> Problem description:
Say, as a bare number, how many lines of the listing contain "referenced".

> Given entries:
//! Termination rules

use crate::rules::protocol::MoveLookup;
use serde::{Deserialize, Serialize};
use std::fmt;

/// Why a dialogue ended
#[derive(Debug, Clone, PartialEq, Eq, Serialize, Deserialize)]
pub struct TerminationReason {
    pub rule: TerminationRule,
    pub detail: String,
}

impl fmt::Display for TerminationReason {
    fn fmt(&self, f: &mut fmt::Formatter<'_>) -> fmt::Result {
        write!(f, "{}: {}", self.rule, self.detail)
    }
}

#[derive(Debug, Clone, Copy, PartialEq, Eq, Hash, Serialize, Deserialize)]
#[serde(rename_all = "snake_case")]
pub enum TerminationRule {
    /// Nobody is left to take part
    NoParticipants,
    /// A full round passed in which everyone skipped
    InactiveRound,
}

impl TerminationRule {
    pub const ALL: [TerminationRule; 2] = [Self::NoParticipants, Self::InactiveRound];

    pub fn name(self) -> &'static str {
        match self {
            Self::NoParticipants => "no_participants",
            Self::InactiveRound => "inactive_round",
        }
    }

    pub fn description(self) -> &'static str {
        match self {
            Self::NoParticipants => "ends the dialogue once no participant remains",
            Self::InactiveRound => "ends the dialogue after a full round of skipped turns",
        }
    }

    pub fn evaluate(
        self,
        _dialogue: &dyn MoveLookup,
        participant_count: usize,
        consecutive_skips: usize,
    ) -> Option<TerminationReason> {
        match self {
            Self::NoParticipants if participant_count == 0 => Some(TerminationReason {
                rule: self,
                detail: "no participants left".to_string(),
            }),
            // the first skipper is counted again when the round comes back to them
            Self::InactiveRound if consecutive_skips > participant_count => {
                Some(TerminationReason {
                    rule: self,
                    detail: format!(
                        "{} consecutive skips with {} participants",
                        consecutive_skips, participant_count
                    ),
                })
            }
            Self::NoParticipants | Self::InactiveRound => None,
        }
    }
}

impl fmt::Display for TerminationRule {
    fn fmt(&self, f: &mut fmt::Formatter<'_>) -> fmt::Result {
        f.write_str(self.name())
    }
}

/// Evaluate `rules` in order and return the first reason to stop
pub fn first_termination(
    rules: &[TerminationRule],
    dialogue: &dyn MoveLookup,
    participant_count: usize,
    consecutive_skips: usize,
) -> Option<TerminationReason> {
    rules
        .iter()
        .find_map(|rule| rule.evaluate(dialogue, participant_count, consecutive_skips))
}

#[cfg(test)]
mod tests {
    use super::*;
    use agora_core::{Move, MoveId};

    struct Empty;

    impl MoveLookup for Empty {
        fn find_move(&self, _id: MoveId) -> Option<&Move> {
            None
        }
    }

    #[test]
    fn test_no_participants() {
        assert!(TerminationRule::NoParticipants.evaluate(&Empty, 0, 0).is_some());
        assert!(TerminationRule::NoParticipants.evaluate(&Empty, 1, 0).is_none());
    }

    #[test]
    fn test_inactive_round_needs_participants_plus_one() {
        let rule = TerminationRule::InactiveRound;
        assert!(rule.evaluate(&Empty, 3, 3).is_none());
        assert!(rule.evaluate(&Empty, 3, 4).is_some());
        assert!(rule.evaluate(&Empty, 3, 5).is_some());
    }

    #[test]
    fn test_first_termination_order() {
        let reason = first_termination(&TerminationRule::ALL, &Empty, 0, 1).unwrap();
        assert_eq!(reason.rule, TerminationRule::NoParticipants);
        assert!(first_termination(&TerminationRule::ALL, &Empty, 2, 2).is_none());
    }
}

--

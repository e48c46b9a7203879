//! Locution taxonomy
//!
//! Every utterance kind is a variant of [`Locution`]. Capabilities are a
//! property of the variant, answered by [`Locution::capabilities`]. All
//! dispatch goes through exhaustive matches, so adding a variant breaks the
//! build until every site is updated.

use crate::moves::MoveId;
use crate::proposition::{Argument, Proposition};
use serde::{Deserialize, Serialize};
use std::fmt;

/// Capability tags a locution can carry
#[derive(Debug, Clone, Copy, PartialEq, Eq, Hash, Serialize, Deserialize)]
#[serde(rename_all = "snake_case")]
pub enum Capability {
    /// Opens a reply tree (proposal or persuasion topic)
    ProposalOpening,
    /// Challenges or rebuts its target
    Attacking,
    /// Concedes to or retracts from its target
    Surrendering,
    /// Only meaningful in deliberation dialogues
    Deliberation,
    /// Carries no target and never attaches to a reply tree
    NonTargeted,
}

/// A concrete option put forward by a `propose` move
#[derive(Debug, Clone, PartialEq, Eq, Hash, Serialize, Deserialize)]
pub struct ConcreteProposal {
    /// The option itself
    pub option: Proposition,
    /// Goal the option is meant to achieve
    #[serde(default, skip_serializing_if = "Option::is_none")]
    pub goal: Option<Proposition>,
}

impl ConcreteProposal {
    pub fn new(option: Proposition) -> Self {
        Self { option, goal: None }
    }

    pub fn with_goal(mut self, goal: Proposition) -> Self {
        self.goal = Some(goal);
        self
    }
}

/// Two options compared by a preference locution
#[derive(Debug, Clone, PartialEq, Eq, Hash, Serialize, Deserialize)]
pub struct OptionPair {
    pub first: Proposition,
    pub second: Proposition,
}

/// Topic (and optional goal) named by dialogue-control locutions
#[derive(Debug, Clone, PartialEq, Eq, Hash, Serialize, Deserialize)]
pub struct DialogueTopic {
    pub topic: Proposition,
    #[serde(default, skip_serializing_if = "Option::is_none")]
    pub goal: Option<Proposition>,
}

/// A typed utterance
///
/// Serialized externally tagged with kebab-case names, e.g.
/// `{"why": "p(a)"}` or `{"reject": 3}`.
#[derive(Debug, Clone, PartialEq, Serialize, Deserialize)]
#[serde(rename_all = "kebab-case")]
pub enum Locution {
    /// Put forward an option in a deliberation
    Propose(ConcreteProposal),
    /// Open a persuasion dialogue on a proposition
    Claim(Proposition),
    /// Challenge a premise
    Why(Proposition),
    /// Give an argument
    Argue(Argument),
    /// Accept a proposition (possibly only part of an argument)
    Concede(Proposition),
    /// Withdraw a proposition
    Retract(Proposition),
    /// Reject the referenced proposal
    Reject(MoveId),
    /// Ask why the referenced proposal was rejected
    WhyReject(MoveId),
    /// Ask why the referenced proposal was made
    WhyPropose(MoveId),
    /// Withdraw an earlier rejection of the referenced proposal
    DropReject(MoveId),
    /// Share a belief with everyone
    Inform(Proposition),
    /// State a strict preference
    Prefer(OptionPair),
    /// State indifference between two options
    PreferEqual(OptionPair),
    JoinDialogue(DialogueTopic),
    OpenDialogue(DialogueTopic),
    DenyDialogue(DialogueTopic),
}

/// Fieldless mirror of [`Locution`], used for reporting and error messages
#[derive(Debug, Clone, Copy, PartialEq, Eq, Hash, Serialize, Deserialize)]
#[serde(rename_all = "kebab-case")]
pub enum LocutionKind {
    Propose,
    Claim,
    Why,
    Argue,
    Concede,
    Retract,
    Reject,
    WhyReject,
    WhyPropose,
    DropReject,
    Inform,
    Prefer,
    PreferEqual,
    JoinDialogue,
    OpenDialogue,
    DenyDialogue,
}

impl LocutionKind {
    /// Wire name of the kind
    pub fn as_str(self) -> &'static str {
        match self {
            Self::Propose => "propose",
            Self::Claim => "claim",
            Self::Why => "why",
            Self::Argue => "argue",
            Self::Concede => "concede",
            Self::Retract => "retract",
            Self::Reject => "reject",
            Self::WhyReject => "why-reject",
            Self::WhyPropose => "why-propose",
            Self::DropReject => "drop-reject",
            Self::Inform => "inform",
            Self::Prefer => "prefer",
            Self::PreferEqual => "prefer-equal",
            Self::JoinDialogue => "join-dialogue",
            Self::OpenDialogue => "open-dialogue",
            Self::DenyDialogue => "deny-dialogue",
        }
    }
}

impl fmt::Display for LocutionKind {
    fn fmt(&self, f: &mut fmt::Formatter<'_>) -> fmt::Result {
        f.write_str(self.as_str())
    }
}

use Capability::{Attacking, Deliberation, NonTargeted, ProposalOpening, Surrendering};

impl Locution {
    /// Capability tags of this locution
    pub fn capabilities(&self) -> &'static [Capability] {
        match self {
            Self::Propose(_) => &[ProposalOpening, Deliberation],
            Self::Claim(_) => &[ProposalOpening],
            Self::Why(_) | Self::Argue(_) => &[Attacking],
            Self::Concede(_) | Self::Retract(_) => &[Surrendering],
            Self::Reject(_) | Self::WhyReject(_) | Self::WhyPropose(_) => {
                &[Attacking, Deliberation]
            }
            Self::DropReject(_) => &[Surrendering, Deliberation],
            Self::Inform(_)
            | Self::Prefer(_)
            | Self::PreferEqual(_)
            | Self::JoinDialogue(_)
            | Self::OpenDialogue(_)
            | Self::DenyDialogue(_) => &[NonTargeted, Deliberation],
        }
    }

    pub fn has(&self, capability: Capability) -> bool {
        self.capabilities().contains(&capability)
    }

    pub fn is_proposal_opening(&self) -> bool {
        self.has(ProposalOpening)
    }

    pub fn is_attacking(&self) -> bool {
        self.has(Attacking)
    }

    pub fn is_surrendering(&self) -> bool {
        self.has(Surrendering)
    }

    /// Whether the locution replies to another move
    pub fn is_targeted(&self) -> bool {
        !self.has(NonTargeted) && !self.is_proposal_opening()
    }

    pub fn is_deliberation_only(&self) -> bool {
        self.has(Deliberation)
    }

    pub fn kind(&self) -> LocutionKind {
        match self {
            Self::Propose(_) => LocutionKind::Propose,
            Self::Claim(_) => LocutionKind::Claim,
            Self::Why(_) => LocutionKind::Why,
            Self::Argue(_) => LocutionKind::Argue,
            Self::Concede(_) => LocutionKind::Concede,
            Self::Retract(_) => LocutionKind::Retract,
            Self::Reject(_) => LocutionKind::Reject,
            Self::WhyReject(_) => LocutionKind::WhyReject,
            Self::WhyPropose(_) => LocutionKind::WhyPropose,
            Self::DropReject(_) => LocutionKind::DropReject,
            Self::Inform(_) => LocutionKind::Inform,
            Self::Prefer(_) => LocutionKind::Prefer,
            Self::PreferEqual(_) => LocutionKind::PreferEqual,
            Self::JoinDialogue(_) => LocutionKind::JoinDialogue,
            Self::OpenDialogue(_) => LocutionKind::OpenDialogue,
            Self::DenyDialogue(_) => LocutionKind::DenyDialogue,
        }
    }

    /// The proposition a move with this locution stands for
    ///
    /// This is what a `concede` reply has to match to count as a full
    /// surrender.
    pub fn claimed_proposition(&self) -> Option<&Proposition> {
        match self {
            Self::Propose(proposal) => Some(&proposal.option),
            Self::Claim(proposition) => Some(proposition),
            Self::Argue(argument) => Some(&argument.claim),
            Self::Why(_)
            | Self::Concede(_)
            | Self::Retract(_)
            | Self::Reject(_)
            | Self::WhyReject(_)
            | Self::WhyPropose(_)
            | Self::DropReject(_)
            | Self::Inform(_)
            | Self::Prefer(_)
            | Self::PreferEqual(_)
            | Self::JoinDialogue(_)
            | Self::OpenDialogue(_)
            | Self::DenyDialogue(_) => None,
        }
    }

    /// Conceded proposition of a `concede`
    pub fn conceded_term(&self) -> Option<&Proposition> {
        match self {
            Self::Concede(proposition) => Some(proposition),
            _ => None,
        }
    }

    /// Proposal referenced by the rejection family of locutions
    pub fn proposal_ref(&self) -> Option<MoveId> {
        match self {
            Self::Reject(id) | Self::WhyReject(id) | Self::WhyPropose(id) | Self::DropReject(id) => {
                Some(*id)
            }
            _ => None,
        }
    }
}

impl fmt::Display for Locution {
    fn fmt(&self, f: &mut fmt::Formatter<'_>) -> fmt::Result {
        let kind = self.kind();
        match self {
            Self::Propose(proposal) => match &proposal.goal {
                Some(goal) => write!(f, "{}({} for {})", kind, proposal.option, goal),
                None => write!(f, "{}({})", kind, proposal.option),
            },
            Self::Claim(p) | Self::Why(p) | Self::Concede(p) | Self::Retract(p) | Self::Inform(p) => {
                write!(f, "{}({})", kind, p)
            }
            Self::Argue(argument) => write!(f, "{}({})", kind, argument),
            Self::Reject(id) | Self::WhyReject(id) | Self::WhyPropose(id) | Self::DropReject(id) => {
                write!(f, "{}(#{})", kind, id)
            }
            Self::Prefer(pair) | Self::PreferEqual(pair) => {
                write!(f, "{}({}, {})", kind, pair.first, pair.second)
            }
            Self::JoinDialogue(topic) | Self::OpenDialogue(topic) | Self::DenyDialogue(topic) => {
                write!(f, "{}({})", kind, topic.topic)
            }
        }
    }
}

> Exercise result:
5